MTV Show 16 and Pregnant Criticized for Not Promoting Teen Abortions
by Steven Ertelt
February 11, 2010
New York, NY (LifeNews.com) — The hit MTV television show "16 and Pregnant" is back for its controversial second season featuring a new slate of pregnant teenage girls and their stories. The network has never been one to shy away from abortion but
one pro-abortion blogger says she’s upset the show doesn’t promote teen abortions.
Blogger Jessica Valenti shows just how pro-abortion the pro-choice movement is because she’s upset the show isn’t promoting teen abortions and, instead, profiles girls who keep their baby.
"Where are the pregnant teens who choose not to stay pregnant? Where are the abortions?" she complains. "If MTV really wanted to prove themselves as responsible programmers, they would also feature pregnant teens who have abortions."
"I realize that its controversial to document a teenager who decides to end their pregnancy, but the fact is that nearly a third of all teen pregnancies end in abortion," Valenti says. "But if you were to watch MTV, you’d never know that you’d think all young women choose to go through with the pregnancy."
Valenti complains that MTV has apparently decided that only teen pregnancies that end in birth are worth covering and that teen pregnancies that finish with the destruction of human life and injuring women aren’t worthy.
Wendy Wright, the president of Concerned Women for America, said showing a teenager who had an abortion would trivialize the post-abortion problems many women face because such problems often take years to materialize.
"People are drawn to reality shows because they want to watch how others deal with challenges. The demands of TV require the challenges to be dramatic and concentrated in time," she told LifeNews.com.
"Like one commentator noted, abortion brings regret. But that’s hard to show on TV. And the consequences may take months or years to exhibit," Wright said.
Wright said MTV’s decision to not include a teenager who has an abortion "indicates that abortion is still not mainstream."
"It is so tragic, so disturbing that TV executives apparently recognize that it would be unappealing to viewers," she said.
MTV may also have shied away from showing teens getting abortions because it recognizes the fact that young Americans are more pro-life than previous generations.
The New York Times, CBS News and MTV itself teamed up for a poll the news agencies released in June 2007 that surveyed 659 Americans between the ages of 17 and 29.
A total of 62 percent of young Americans say abortion should not be permitted (24 percent) or more strictly limited (38 percent). That’s higher than the 58 percent of older adults who give the same answers (split 21 and 37 percent respectively).
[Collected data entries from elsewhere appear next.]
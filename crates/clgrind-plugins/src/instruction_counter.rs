//! Instruction histogram
//!
//! Counts every executed instruction by mnemonic, the bytes moved by loads
//! and stores in each address space, and the calls made to each callee. The
//! counts cover the most recent kernel invocation.

use clgrind_core::ir::{AddressSpace, Instruction, InstructionRef, Opcode};
use clgrind_core::{AtomicOp, Capabilities, Entity, KernelInvocation, Memory, Plugin, TypedValue, WorkItem};
use parking_lot::Mutex;
use serde::Serialize;
use std::collections::HashMap;
use std::fmt;

#[derive(Debug, Default)]
struct Counts {
    kernel: Option<String>,
    opcodes: HashMap<&'static str, u64>,
    calls: HashMap<String, u64>,
    loaded: [u64; 4],
    stored: [u64; 4],
}

/// Traffic through one address space.
#[derive(Debug, Clone, PartialEq, Eq, Serialize)]
pub struct MemoryTraffic {
    pub space: &'static str,
    pub loaded: u64,
    pub stored: u64,
}

/// Snapshot of an [`InstructionCounter`].
#[derive(Debug, Clone, Default, PartialEq, Eq, Serialize)]
pub struct InstructionReport {
    pub kernel: Option<String>,
    /// `(mnemonic, count)`, most frequent first
    pub instructions: Vec<(String, u64)>,
    /// `(callee, count)`, most frequent first
    pub calls: Vec<(String, u64)>,
    pub memory: Vec<MemoryTraffic>,
}

impl InstructionReport {
    pub fn total(&self) -> u64 {
        self.instructions.iter().map(|(_, n)| n).sum()
    }

    pub fn count(&self, mnemonic: &str) -> u64 {
        self.instructions
            .iter()
            .find(|(m, _)| m == mnemonic)
            .map_or(0, |(_, n)| *n)
    }

    pub fn traffic(&self, space: AddressSpace) -> Option<&MemoryTraffic> {
        self.memory.iter().find(|t| t.space == space.name())
    }

    pub fn to_json(&self) -> serde_json::Result<String> {
        serde_json::to_string_pretty(self)
    }
}

fn sorted<K: ToString>(counts: impl IntoIterator<Item = (K, u64)>) -> Vec<(String, u64)> {
    let mut out: Vec<(String, u64)> = counts.into_iter().map(|(k, n)| (k.to_string(), n)).collect();
    out.sort_by(|a, b| b.1.cmp(&a.1).then_with(|| a.0.cmp(&b.0)));
    out
}

impl fmt::Display for InstructionReport {
    fn fmt(&self, f: &mut fmt::Formatter<'_>) -> fmt::Result {
        if let Some(kernel) = &self.kernel {
            writeln!(f, "Instructions executed for kernel '{kernel}':")?;
        }
        for (mnemonic, count) in &self.instructions {
            writeln!(f, "{count:>16} - {mnemonic}")?;
        }
        for (callee, count) in &self.calls {
            writeln!(f, "{count:>16} - call {callee}")?;
        }
        for traffic in &self.memory {
            writeln!(
                f,
                "{:>16} - {} bytes loaded, {} bytes stored",
                traffic.space, traffic.loaded, traffic.stored
            )?;
        }
        Ok(())
    }
}

/// Counts executed instructions.
#[derive(Debug, Default)]
pub struct InstructionCounter {
    counts: Mutex<Counts>,
}

impl InstructionCounter {
    pub fn new() -> Self {
        Self::default()
    }

    pub fn report(&self) -> InstructionReport {
        let counts = self.counts.lock();
        let memory = AddressSpace::ALL
            .iter()
            .filter(|space| **space != AddressSpace::Constant)
            .map(|space| MemoryTraffic {
                space: space.name(),
                loaded: counts.loaded[space.index()],
                stored: counts.stored[space.index()],
            })
            .filter(|t| t.loaded > 0 || t.stored > 0)
            .collect();
        InstructionReport {
            kernel: counts.kernel.clone(),
            instructions: sorted(counts.opcodes.iter().map(|(k, n)| (*k, *n))),
            calls: sorted(counts.calls.iter().map(|(k, n)| (k.as_str(), *n))),
            memory,
        }
    }

    fn add_traffic(&self, memory: &Memory, bytes: u64, store: bool) {
        let mut counts = self.counts.lock();
        let slot = memory.space().index();
        if store {
            counts.stored[slot] += bytes;
        } else {
            counts.loaded[slot] += bytes;
        }
    }
}

impl Plugin for InstructionCounter {
    fn name(&self) -> &str {
        "instruction-counter"
    }

    fn capabilities(&self) -> Capabilities {
        Capabilities::KERNEL | Capabilities::INSTRUCTION | Capabilities::MEMORY
    }

    fn is_thread_safe(&self) -> bool {
        false
    }

    fn kernel_begin(&self, invocation: &KernelInvocation<'_>) {
        *self.counts.lock() = Counts {
            kernel: Some(invocation.kernel_name().to_string()),
            ..Counts::default()
        };
    }

    fn kernel_end(&self, invocation: &KernelInvocation<'_>) {
        let report = self.report();
        tracing::info!(
            kernel = invocation.kernel_name(),
            instructions = report.total(),
            distinct = report.instructions.len(),
            "instruction_counts"
        );
    }

    fn instruction_executed(&self, _item: &WorkItem, instruction: &Instruction, _at: InstructionRef, _: Option<&TypedValue>) {
        let mut counts = self.counts.lock();
        *counts.opcodes.entry(instruction.opcode.mnemonic()).or_default() += 1;
        if let Opcode::Call { callee, .. } = &instruction.opcode {
            match counts.calls.get_mut(callee) {
                Some(n) => *n += 1,
                None => {
                    counts.calls.insert(callee.clone(), 1);
                }
            }
        }
    }

    fn memory_load(&self, _entity: Entity<'_>, memory: &Memory, _address: u64, size: u64) {
        self.add_traffic(memory, size, false);
    }

    fn memory_store(&self, _entity: Entity<'_>, memory: &Memory, _address: u64, data: &[u8]) {
        self.add_traffic(memory, data.len() as u64, true);
    }

    fn memory_atomic_load(&self, _entity: Entity<'_>, memory: &Memory, _op: AtomicOp, _address: u64, size: u64) {
        self.add_traffic(memory, size, false);
    }

    fn memory_atomic_store(&self, _entity: Entity<'_>, memory: &Memory, _op: AtomicOp, _address: u64, size: u64) {
        self.add_traffic(memory, size, true);
    }
}

#[cfg(test)]
mod tests {
    use super::*;

    #[test]
    fn test_sorted_most_frequent_first() {
        let out = sorted([("add", 2u64), ("load", 5), ("br", 2)]);
        assert_eq!(
            out,
            vec![("load".to_string(), 5), ("add".to_string(), 2), ("br".to_string(), 2)]
        );
    }

    #[test]
    fn test_empty_report() {
        let counter = InstructionCounter::new();
        let report = counter.report();
        assert_eq!(report.total(), 0);
        assert!(report.memory.is_empty());
        assert_eq!(report.to_string(), "");
        assert!(report.to_json().unwrap().contains("\"instructions\": []"));
    }
}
The poll also found fewer young Americans saying abortion should be available at any time with 37 percent favoring that compared to 39 percent of older adults.
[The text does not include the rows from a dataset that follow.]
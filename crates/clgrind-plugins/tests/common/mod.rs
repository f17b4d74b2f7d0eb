//! Shared fixtures for analysis tests.

#![allow(dead_code)]

use clgrind_core::ir::{AddressSpace, Function, FunctionBuilder, KernelArgInfo, ModuleBuilder, Operand, Type};
use clgrind_core::{Context, Kernel, SimulatorConfig};
use clgrind_plugins::{DiagnosticCollector, InstalledPlugins, PluginConfig};
use std::sync::Arc;

pub const GLOBAL: Type = Type::Pointer(AddressSpace::Global);
pub const LOCAL: Type = Type::Pointer(AddressSpace::Local);

/// Serial context with the analyses of `config` and a collector attached.
pub fn context(config: PluginConfig) -> (Context, InstalledPlugins, Arc<DiagnosticCollector>) {
    let mut context = Context::new(SimulatorConfig::serial());
    let config = PluginConfig {
        log_diagnostics: false,
        ..config
    };
    let (installed, collector) = config.install_with_collector(&mut context);
    (context, installed, collector)
}

pub fn races() -> PluginConfig {
    PluginConfig {
        data_races: true,
        ..PluginConfig::default()
    }
}

pub fn uninitialized() -> PluginConfig {
    PluginConfig {
        uninitialized: true,
        ..PluginConfig::default()
    }
}

pub fn global_ptr(name: &str) -> KernelArgInfo {
    KernelArgInfo::pointer(name, "int*", AddressSpace::Global)
}

pub fn local_ptr(name: &str) -> KernelArgInfo {
    KernelArgInfo::pointer(name, "int*", AddressSpace::Local)
}

pub fn kernel(function: Function, args: Vec<KernelArgInfo>) -> Kernel {
    let name = function.name.clone();
    let mut module = ModuleBuilder::new("test");
    module.add_kernel(function, args, false);
    Kernel::new(Arc::new(module.build().unwrap()), &name).unwrap()
}

pub fn local_id(f: &mut FunctionBuilder) -> Operand {
    f.call("get_local_id", Type::I64, vec![f.const_i32(0)])
}

pub fn global_id(f: &mut FunctionBuilder) -> Operand {
    f.call("get_global_id", Type::I64, vec![f.const_i32(0)])
}

pub fn u32_bytes(values: &[u32]) -> Vec<u8> {
    values.iter().flat_map(|v| v.to_le_bytes()).collect()
}
//! Byte-granular metadata mirroring simulator memories.
//!
//! Every tracked buffer is registered with the value its bytes start with.
//! Storage is materialized lazily in fixed-size chunks on the first write, so
//! a buffer nobody touches costs one map entry. Chunks live in a
//! [`ShardedMap`] keyed by address, which lets worker threads update the
//! shadow of global memory concurrently with per-bucket locking.

use clgrind_core::memory::ShardedMap;
use clgrind_core::Memory;

/// Bytes per materialized chunk.
pub const CHUNK_SIZE: u64 = 64;

/// A byte address resolved against the buffer that contains it.
#[derive(Debug, Clone, Copy, PartialEq, Eq, Hash)]
pub struct Location {
    /// [`Memory::id`] of the owning memory
    pub memory: u64,
    /// Address of the buffer's first byte
    pub base: u64,
    pub address: u64,
}

impl Location {
    pub fn of(memory: &Memory, address: u64) -> Self {
        Self {
            memory: memory.id(),
            base: memory.make_address(memory.extract_buffer(address), 0),
            address,
        }
    }

    pub fn offset(&self) -> u64 {
        self.address - self.base
    }

    /// The location `bytes` further into the same buffer.
    pub fn advance(self, bytes: u64) -> Self {
        Self {
            address: self.address + bytes,
            ..self
        }
    }
}

#[derive(Debug, Clone)]
struct Tracked<T> {
    size: u64,
    fill: T,
}

/// One chunk-aligned piece of an access.
#[derive(Debug, Clone, Copy)]
struct Span {
    /// Address of the chunk's first byte
    chunk: u64,
    /// Range within the chunk
    from: usize,
    to: usize,
    /// Bytes of the access preceding this span
    done: usize,
}

fn spans(at: Location, len: u64) -> impl Iterator<Item = Span> {
    let start = at.offset();
    let end = start + len;
    let mut offset = start;
    std::iter::from_fn(move || {
        if offset >= end {
            return None;
        }
        let chunk = offset - offset % CHUNK_SIZE;
        let span = Span {
            chunk: at.base + chunk,
            from: (offset - chunk) as usize,
            to: (end - chunk).min(CHUNK_SIZE) as usize,
            done: (offset - start) as usize,
        };
        offset = chunk + span.to as u64;
        Some(span)
    })
}

/// Metadata of type `T` for every byte of the registered buffers.
pub struct ShadowMemory<T> {
    buffers: ShardedMap<(u64, u64), Tracked<T>>,
    chunks: ShardedMap<(u64, u64), Box<[T]>>,
}

impl<T: Clone> ShadowMemory<T> {
    pub fn new() -> Self {
        Self {
            buffers: ShardedMap::default(),
            chunks: ShardedMap::default(),
        }
    }

    /// Start tracking the buffer at `address` with every byte set to `fill`.
    pub fn allocate(&self, memory: &Memory, address: u64, size: u64, fill: T) {
        let at = Location::of(memory, address);
        self.drop_chunks(at.memory, at.base, size.max(1));
        self.buffers.shard(&(at.memory, at.base)).insert((at.memory, at.base), Tracked { size, fill });
    }

    /// Stop tracking the buffer containing `address`.
    pub fn release(&self, memory: &Memory, address: u64) {
        let at = Location::of(memory, address);
        let removed = self.buffers.shard(&(at.memory, at.base)).remove(&(at.memory, at.base));
        if let Some(tracked) = removed {
            self.drop_chunks(at.memory, at.base, tracked.size.max(1));
        }
    }

    /// Forget every buffer of one memory, e.g. when a work-item's private
    /// memory goes away.
    pub fn release_memory(&self, memory: u64) {
        self.buffers.retain(|key, _| key.0 != memory);
        self.chunks.retain(|key, _| key.0 != memory);
    }

    /// Return every buffer of one memory to its allocation-time fill.
    pub fn reset_memory(&self, memory: u64) {
        self.chunks.retain(|key, _| key.0 != memory);
    }

    /// Return every tracked byte to its allocation-time fill.
    pub fn reset(&self) {
        self.chunks.clear();
    }

    pub fn is_tracked(&self, memory: &Memory, address: u64) -> bool {
        let at = Location::of(memory, address);
        self.buffers.shard(&(at.memory, at.base)).contains_key(&(at.memory, at.base))
    }

    /// Number of tracked buffers.
    pub fn len(&self) -> usize {
        self.buffers.len()
    }

    pub fn is_empty(&self) -> bool {
        self.buffers.is_empty()
    }

    fn drop_chunks(&self, memory: u64, base: u64, size: u64) {
        let mut chunk = 0;
        while chunk < size {
            let key = (memory, base + chunk);
            self.chunks.shard(&key).remove(&key);
            chunk += CHUNK_SIZE;
        }
    }

    /// Fill value of the buffer holding `len` bytes at `at`, or `None` when
    /// the range is not inside a tracked buffer.
    fn fill_for(&self, at: Location, len: u64) -> Option<T> {
        let key = (at.memory, at.base);
        let buffers = self.buffers.shard(&key);
        let tracked = buffers.get(&key)?;
        match at.offset().checked_add(len) {
            Some(end) if end <= tracked.size => Some(tracked.fill.clone()),
            _ => None,
        }
    }

    /// Metadata of `len` bytes at `at`.
    pub fn read_at(&self, at: Location, len: u64) -> Option<Vec<T>> {
        let fill = self.fill_for(at, len)?;
        let mut out = vec![fill; len as usize];
        for span in spans(at, len) {
            let key = (at.memory, span.chunk);
            if let Some(chunk) = self.chunks.shard(&key).get(&key) {
                out[span.done..span.done + (span.to - span.from)].clone_from_slice(&chunk[span.from..span.to]);
            }
        }
        Some(out)
    }

    pub fn read(&self, memory: &Memory, address: u64, len: u64) -> Option<Vec<T>> {
        self.read_at(Location::of(memory, address), len)
    }

    /// Visit the metadata of `len` bytes at `at` in address order. Returns
    /// false when the range is not tracked.
    pub fn update_at(&self, at: Location, len: u64, mut f: impl FnMut(Location, &mut T)) -> bool {
        let Some(fill) = self.fill_for(at, len) else {
            return false;
        };
        for span in spans(at, len) {
            let key = (at.memory, span.chunk);
            self.chunks.with_entry(
                key,
                || vec![fill.clone(); CHUNK_SIZE as usize].into_boxed_slice(),
                |chunk| {
                    for (i, cell) in chunk[span.from..span.to].iter_mut().enumerate() {
                        f(at.advance((span.done + i) as u64), cell);
                    }
                },
            );
        }
        true
    }

    pub fn update(&self, memory: &Memory, address: u64, len: u64, f: impl FnMut(Location, &mut T)) -> bool {
        self.update_at(Location::of(memory, address), len, f)
    }

    /// Overwrite the metadata at `address` with `values`.
    pub fn write(&self, memory: &Memory, address: u64, values: &[T]) -> bool {
        let mut next = values.iter();
        self.update(memory, address, values.len() as u64, |_, cell| {
            if let Some(value) = next.next() {
                *cell = value.clone();
            }
        })
    }

    /// Set `len` bytes at `address` to `value`.
    pub fn fill(&self, memory: &Memory, address: u64, len: u64, value: T) -> bool {
        self.update(memory, address, len, |_, cell| *cell = value.clone())
    }
}

impl<T: Clone> Default for ShadowMemory<T> {
    fn default() -> Self {
        Self::new()
    }
}

impl<T> std::fmt::Debug for ShadowMemory<T> {
    fn fmt(&self, f: &mut std::fmt::Formatter<'_>) -> std::fmt::Result {
        f.debug_struct("ShadowMemory")
            .field("chunks", &self.chunks.len())
            .finish_non_exhaustive()
    }
}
While older adults favored no abortions or limited abortions by a 19 percent margin, that number rose to a 25 percent margin for the teens and young adults.
And a January 2006 Hamilton College poll found high school seniors take a pro-life position on abortion saying it’s morally wrong and supporting legislative proposals that would limit abortions and help women find alternatives.
The poll also found 72 percent of females in the class of 2006 would not consider an abortion if they became pregnant.
The Hamilton College poll found a majority of high school seniors do not believe abortions should be allowed for sociological reasons such as when women are too poor to afford another child or unable to have a baby at the time.
Meanwhile, an April 2004 Zogby poll found 51.6% of 18-29 year-olds call themselves "pro-life."
"This is remarkable, not just because it confirms that a majority of the post-Roe generation is pro-life, but that they label themselves so," says Holly Smith, director of youth outreach for the National Right to Life Committee.
Though a majority call themselves pro-life, a much larger percentage actually take a pro-life position on abortion.
In the Zogby poll, 60 percent of 18-29 year-olds took one of three varying pro-life positions on abortion while only 39 percent agreed with the three pro-abortion stances.